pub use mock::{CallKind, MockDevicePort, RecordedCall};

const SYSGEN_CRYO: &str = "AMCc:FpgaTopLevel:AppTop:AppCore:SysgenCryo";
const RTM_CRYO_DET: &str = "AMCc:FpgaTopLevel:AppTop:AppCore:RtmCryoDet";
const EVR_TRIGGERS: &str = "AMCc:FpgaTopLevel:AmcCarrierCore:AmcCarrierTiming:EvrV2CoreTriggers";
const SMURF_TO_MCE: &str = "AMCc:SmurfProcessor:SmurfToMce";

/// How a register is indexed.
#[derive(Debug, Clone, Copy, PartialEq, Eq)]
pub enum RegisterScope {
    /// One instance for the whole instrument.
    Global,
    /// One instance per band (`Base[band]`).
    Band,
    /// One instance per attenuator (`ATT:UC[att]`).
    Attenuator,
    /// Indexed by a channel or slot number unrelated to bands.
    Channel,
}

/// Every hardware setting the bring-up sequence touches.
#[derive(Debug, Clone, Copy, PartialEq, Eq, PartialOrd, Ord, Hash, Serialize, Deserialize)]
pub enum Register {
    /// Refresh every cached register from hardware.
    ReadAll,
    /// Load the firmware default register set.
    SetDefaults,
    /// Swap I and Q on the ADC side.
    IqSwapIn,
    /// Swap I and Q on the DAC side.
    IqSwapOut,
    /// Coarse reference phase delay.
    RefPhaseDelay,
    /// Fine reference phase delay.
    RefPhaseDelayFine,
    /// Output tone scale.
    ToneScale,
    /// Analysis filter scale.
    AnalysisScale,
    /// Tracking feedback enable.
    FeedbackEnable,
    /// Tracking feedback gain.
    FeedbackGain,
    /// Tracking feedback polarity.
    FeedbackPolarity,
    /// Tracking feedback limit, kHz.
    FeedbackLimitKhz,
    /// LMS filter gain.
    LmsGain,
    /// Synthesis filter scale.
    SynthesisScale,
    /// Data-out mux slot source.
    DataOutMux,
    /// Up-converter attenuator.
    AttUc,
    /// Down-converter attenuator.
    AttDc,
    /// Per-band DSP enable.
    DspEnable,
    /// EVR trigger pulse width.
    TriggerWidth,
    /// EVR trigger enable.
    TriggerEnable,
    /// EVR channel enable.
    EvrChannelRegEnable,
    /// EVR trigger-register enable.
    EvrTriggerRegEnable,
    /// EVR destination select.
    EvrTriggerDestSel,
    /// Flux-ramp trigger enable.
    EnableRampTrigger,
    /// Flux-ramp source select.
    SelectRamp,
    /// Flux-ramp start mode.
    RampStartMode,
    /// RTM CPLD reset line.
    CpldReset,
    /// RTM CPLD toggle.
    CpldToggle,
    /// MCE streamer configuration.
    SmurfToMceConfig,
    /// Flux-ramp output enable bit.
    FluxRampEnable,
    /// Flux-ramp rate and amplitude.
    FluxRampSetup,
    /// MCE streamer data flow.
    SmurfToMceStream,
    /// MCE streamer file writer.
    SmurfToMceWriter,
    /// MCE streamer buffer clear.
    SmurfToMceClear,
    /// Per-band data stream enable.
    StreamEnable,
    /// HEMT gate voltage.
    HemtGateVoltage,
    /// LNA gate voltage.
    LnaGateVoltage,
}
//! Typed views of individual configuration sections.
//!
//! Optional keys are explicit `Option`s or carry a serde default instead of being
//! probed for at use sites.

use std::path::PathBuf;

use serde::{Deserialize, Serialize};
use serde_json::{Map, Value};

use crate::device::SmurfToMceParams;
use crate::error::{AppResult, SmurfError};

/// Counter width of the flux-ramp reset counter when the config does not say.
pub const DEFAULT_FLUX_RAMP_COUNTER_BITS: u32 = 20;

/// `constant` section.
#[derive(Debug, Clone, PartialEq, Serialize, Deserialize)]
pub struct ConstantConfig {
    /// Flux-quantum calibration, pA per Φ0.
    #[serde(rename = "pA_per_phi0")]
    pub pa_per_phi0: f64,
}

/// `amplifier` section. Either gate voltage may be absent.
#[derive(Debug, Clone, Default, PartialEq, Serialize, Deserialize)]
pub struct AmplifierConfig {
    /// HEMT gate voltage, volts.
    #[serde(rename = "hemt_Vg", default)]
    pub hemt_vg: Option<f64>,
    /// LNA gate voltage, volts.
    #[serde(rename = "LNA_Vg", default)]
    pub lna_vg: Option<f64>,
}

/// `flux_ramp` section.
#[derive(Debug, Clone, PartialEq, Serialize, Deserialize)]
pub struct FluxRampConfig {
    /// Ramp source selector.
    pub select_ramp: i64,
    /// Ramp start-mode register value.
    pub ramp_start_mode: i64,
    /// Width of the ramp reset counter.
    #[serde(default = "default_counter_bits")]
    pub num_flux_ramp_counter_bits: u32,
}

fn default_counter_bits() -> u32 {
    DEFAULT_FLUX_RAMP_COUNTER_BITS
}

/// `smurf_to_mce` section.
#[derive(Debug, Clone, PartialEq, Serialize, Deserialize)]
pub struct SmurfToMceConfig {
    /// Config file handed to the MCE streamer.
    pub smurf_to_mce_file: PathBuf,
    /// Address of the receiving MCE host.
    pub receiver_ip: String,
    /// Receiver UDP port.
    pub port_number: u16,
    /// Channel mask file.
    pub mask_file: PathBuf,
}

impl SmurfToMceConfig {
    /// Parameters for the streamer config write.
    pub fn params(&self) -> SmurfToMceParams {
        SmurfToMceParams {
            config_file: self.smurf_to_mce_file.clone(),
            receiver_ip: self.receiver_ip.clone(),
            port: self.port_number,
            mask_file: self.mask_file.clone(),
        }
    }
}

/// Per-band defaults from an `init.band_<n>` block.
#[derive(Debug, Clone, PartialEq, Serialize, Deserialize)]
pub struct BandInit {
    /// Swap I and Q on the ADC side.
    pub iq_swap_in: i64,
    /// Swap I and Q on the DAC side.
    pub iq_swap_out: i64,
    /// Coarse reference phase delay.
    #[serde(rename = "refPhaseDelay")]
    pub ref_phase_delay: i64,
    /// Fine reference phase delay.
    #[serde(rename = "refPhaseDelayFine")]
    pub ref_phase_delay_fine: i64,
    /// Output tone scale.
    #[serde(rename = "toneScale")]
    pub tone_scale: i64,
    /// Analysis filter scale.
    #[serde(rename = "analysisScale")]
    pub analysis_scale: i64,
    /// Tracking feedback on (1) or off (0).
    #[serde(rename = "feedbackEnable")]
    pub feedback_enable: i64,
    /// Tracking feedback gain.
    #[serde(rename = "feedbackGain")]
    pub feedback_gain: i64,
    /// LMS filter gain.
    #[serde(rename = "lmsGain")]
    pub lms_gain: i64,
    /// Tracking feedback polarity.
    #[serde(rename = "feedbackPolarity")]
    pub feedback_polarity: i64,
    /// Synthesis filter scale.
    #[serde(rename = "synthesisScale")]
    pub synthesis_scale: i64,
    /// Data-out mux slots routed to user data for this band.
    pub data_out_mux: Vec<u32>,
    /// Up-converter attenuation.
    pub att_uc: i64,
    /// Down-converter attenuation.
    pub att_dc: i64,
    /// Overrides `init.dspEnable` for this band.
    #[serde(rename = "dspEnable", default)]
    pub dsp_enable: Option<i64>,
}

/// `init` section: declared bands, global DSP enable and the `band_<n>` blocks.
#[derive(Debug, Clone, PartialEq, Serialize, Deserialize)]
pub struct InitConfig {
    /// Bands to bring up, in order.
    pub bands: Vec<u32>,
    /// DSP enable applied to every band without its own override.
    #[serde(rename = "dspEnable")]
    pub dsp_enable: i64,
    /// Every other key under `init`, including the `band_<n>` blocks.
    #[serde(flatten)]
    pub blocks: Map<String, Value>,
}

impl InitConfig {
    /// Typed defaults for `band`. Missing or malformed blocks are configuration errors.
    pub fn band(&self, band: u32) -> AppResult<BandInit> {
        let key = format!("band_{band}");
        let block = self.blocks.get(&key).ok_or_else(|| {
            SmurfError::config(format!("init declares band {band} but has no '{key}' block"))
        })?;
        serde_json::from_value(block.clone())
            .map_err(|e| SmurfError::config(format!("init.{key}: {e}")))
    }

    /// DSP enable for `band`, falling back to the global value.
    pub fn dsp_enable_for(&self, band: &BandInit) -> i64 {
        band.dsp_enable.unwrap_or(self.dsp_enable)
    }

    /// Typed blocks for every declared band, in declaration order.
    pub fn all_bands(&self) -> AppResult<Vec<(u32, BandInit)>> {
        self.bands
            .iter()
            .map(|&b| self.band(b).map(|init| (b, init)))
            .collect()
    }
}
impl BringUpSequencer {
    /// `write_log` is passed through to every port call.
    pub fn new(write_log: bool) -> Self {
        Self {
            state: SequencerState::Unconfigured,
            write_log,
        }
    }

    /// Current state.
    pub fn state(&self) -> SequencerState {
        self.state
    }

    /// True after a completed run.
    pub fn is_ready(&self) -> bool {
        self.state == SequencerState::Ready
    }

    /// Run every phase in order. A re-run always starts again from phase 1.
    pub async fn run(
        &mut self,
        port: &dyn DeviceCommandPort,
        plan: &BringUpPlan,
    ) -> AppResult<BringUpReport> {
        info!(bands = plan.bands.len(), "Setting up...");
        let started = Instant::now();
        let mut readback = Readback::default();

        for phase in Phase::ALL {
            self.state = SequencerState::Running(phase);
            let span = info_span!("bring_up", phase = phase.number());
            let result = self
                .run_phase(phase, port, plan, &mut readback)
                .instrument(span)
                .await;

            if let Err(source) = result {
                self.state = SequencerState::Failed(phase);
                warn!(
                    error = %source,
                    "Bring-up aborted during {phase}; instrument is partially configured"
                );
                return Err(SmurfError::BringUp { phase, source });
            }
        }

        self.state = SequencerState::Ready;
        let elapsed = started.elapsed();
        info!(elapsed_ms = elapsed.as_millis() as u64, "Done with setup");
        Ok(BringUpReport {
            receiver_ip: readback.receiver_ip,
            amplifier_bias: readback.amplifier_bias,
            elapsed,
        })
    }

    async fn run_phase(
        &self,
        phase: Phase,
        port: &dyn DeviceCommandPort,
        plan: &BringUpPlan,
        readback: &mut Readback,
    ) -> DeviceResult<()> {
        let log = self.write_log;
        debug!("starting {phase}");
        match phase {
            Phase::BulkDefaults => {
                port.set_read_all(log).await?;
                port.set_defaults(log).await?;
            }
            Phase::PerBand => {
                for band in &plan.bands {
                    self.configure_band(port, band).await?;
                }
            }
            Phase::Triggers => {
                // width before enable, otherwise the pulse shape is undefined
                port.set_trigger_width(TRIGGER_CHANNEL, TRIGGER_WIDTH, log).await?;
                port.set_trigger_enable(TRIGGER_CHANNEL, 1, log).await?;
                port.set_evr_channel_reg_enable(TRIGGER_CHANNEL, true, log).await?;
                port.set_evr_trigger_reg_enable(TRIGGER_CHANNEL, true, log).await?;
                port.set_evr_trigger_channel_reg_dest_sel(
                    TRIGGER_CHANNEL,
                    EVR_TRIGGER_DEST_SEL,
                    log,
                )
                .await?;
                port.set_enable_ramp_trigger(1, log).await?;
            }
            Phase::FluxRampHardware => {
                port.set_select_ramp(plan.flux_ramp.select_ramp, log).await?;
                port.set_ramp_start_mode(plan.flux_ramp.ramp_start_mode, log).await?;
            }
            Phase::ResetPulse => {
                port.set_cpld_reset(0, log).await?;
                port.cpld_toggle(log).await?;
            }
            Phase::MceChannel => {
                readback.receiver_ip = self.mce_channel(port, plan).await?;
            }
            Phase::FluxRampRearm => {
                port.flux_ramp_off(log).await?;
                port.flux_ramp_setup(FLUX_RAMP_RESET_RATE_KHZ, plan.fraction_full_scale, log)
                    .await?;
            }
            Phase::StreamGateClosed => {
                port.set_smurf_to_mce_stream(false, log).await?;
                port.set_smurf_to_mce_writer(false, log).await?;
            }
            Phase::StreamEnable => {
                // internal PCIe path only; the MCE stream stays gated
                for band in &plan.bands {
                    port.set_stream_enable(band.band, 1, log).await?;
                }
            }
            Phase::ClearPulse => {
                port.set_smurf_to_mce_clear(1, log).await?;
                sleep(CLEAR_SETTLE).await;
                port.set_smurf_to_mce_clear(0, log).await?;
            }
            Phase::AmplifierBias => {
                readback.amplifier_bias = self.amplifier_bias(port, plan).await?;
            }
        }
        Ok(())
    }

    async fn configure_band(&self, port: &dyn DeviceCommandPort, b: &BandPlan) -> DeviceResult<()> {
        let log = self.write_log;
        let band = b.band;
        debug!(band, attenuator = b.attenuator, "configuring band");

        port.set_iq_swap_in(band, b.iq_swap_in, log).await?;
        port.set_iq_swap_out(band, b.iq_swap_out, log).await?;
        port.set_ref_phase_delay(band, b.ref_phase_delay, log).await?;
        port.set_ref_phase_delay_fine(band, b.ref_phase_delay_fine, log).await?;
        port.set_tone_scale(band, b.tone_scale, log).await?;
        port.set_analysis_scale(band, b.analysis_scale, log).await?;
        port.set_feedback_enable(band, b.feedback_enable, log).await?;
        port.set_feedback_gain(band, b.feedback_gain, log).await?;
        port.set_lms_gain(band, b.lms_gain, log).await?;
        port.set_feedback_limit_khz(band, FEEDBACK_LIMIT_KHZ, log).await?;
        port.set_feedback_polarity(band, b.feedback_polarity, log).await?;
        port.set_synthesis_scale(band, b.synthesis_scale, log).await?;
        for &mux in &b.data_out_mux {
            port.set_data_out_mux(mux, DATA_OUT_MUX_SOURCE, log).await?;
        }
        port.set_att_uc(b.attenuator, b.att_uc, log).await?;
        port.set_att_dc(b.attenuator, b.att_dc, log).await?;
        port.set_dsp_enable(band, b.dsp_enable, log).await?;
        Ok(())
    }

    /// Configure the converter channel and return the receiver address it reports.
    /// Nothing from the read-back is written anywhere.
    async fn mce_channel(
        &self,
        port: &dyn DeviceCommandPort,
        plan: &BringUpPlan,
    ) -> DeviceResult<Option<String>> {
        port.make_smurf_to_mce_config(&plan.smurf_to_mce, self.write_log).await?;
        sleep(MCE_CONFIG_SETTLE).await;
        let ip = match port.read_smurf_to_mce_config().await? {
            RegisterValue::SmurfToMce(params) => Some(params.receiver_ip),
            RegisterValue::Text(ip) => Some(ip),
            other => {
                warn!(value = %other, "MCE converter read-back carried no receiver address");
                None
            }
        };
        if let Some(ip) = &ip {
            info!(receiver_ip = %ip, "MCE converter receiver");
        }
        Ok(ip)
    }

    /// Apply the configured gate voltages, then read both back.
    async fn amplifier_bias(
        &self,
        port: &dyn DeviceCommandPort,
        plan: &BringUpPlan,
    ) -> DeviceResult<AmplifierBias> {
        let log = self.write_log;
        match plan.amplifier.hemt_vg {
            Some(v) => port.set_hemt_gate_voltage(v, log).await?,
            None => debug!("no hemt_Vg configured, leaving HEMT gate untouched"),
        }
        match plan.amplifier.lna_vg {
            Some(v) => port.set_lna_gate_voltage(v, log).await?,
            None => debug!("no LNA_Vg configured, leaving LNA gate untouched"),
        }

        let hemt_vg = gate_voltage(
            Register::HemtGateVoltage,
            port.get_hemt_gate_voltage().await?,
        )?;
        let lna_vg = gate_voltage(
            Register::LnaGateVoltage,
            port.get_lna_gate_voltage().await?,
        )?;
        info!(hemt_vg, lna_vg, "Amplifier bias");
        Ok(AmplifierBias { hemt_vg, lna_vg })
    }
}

================

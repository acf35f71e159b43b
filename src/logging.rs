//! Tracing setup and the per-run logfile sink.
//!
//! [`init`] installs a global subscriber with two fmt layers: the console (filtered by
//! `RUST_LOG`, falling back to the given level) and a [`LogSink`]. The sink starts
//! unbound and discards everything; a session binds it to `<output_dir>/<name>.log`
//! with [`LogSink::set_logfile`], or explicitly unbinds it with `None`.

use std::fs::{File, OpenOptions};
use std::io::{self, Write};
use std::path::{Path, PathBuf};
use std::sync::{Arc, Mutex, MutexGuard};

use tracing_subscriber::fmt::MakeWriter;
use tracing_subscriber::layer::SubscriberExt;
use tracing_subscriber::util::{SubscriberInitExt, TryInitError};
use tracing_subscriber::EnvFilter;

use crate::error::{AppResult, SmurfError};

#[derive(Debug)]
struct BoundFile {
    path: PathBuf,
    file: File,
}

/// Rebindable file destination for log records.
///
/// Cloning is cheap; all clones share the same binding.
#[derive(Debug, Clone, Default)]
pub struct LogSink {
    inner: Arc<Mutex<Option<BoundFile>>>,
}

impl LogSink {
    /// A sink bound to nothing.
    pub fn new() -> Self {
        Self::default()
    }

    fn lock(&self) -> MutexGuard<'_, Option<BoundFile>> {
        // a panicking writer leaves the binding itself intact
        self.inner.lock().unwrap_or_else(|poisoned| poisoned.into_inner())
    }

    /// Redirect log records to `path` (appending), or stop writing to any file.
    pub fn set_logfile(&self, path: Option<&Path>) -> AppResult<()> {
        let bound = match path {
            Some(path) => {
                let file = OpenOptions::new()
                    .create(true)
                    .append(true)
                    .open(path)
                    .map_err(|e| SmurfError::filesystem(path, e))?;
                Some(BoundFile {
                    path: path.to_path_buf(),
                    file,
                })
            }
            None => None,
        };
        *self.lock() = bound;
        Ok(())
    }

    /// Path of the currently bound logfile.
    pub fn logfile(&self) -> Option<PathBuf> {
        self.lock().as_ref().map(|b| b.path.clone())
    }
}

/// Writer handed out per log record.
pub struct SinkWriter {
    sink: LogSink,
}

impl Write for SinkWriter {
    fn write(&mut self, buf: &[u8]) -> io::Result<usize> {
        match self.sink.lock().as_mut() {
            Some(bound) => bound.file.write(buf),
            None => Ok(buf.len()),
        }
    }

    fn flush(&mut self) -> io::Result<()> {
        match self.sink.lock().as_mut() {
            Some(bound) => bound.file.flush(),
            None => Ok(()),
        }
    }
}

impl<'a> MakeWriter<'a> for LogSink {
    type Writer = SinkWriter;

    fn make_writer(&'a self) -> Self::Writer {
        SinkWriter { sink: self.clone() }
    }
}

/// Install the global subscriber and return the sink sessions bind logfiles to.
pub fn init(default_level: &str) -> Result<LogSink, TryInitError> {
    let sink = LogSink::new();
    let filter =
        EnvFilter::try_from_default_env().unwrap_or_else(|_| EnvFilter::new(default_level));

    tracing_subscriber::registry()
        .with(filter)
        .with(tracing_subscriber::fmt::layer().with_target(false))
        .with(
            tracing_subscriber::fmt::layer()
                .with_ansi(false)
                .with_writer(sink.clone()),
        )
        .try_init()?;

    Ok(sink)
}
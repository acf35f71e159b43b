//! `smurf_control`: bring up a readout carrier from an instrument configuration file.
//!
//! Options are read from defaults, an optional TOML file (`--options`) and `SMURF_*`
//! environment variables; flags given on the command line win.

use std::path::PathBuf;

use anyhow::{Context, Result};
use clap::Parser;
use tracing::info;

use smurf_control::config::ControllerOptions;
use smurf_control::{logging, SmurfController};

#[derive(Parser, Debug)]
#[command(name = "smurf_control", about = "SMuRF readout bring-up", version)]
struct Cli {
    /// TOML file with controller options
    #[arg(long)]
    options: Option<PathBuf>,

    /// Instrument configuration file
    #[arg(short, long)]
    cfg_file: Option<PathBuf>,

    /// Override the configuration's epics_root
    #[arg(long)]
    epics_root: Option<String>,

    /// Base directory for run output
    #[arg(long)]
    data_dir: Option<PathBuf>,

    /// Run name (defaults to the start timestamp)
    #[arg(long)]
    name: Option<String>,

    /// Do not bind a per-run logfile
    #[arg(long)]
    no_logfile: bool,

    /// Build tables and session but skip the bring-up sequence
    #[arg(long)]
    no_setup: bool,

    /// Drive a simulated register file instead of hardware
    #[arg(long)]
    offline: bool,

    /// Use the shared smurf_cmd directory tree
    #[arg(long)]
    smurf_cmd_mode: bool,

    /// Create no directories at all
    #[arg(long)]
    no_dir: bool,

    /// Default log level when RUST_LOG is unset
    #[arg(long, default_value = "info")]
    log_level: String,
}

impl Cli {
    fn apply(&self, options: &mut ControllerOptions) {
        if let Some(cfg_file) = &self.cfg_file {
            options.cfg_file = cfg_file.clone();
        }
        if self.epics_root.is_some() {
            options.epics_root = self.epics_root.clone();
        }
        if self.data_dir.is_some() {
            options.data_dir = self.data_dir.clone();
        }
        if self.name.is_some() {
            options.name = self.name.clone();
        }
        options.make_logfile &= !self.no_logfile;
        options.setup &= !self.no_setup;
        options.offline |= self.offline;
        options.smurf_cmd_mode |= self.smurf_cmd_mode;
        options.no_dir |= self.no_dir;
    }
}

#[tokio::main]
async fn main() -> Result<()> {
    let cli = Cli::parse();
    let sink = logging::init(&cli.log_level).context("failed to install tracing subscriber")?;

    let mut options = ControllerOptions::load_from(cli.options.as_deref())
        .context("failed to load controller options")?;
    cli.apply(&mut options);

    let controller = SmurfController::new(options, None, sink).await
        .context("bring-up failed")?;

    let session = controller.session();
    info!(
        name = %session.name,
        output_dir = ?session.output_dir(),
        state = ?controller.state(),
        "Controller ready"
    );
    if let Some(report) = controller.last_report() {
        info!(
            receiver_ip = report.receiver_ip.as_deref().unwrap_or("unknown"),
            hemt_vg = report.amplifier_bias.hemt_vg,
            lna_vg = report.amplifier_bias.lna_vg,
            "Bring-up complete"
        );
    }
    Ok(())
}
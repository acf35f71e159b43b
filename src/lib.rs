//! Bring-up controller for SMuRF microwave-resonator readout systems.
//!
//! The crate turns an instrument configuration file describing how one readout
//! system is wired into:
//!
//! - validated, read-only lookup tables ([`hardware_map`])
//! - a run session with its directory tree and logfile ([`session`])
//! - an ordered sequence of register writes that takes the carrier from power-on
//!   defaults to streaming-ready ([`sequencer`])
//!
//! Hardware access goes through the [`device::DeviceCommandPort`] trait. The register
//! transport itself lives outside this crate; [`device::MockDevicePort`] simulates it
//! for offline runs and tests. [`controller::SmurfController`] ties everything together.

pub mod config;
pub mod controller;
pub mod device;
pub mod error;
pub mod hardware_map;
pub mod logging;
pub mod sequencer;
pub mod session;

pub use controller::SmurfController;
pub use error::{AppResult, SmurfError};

================

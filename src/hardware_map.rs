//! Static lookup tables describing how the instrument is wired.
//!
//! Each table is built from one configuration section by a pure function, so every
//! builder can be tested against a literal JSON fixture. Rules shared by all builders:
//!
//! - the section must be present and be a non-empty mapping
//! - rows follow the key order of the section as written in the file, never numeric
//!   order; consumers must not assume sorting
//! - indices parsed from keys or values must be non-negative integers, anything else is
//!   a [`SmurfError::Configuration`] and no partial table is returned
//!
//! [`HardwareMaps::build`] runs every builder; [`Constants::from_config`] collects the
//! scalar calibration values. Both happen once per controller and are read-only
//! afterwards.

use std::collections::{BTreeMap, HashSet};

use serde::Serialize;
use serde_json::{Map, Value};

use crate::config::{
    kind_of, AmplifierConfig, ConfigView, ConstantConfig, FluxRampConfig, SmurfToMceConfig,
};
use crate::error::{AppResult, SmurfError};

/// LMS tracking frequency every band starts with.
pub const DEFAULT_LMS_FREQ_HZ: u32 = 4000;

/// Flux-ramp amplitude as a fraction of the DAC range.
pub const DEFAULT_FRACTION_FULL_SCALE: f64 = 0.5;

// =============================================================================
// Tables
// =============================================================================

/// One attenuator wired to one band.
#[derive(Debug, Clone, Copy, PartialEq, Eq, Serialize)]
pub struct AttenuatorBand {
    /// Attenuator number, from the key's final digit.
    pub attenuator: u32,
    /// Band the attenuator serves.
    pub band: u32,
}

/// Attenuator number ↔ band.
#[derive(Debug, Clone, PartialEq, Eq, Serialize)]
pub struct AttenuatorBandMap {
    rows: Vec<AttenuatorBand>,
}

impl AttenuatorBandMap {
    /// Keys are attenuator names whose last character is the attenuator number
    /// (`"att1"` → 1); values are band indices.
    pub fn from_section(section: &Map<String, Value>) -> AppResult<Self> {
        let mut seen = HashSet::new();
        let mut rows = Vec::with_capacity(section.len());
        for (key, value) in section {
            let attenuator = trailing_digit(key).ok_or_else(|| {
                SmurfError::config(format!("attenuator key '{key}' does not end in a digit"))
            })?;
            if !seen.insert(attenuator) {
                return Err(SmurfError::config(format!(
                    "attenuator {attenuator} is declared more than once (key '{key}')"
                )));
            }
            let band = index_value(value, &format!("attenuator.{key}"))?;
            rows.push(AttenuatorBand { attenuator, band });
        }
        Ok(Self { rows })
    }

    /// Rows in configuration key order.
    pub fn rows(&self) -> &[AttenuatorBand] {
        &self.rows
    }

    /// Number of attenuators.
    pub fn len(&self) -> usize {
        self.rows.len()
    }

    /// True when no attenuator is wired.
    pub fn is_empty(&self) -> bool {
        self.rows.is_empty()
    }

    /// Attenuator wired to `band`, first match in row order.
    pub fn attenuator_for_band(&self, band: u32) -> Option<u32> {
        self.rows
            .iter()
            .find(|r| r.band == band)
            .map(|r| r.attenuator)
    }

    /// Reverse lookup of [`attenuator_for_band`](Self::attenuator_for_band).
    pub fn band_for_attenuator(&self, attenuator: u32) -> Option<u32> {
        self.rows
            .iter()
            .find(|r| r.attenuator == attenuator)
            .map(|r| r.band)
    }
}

================

*What you need to do:* Exactly how many lines in the listing above contain the word "must"? Only the number should be given.

*Answer for this exercise:* 3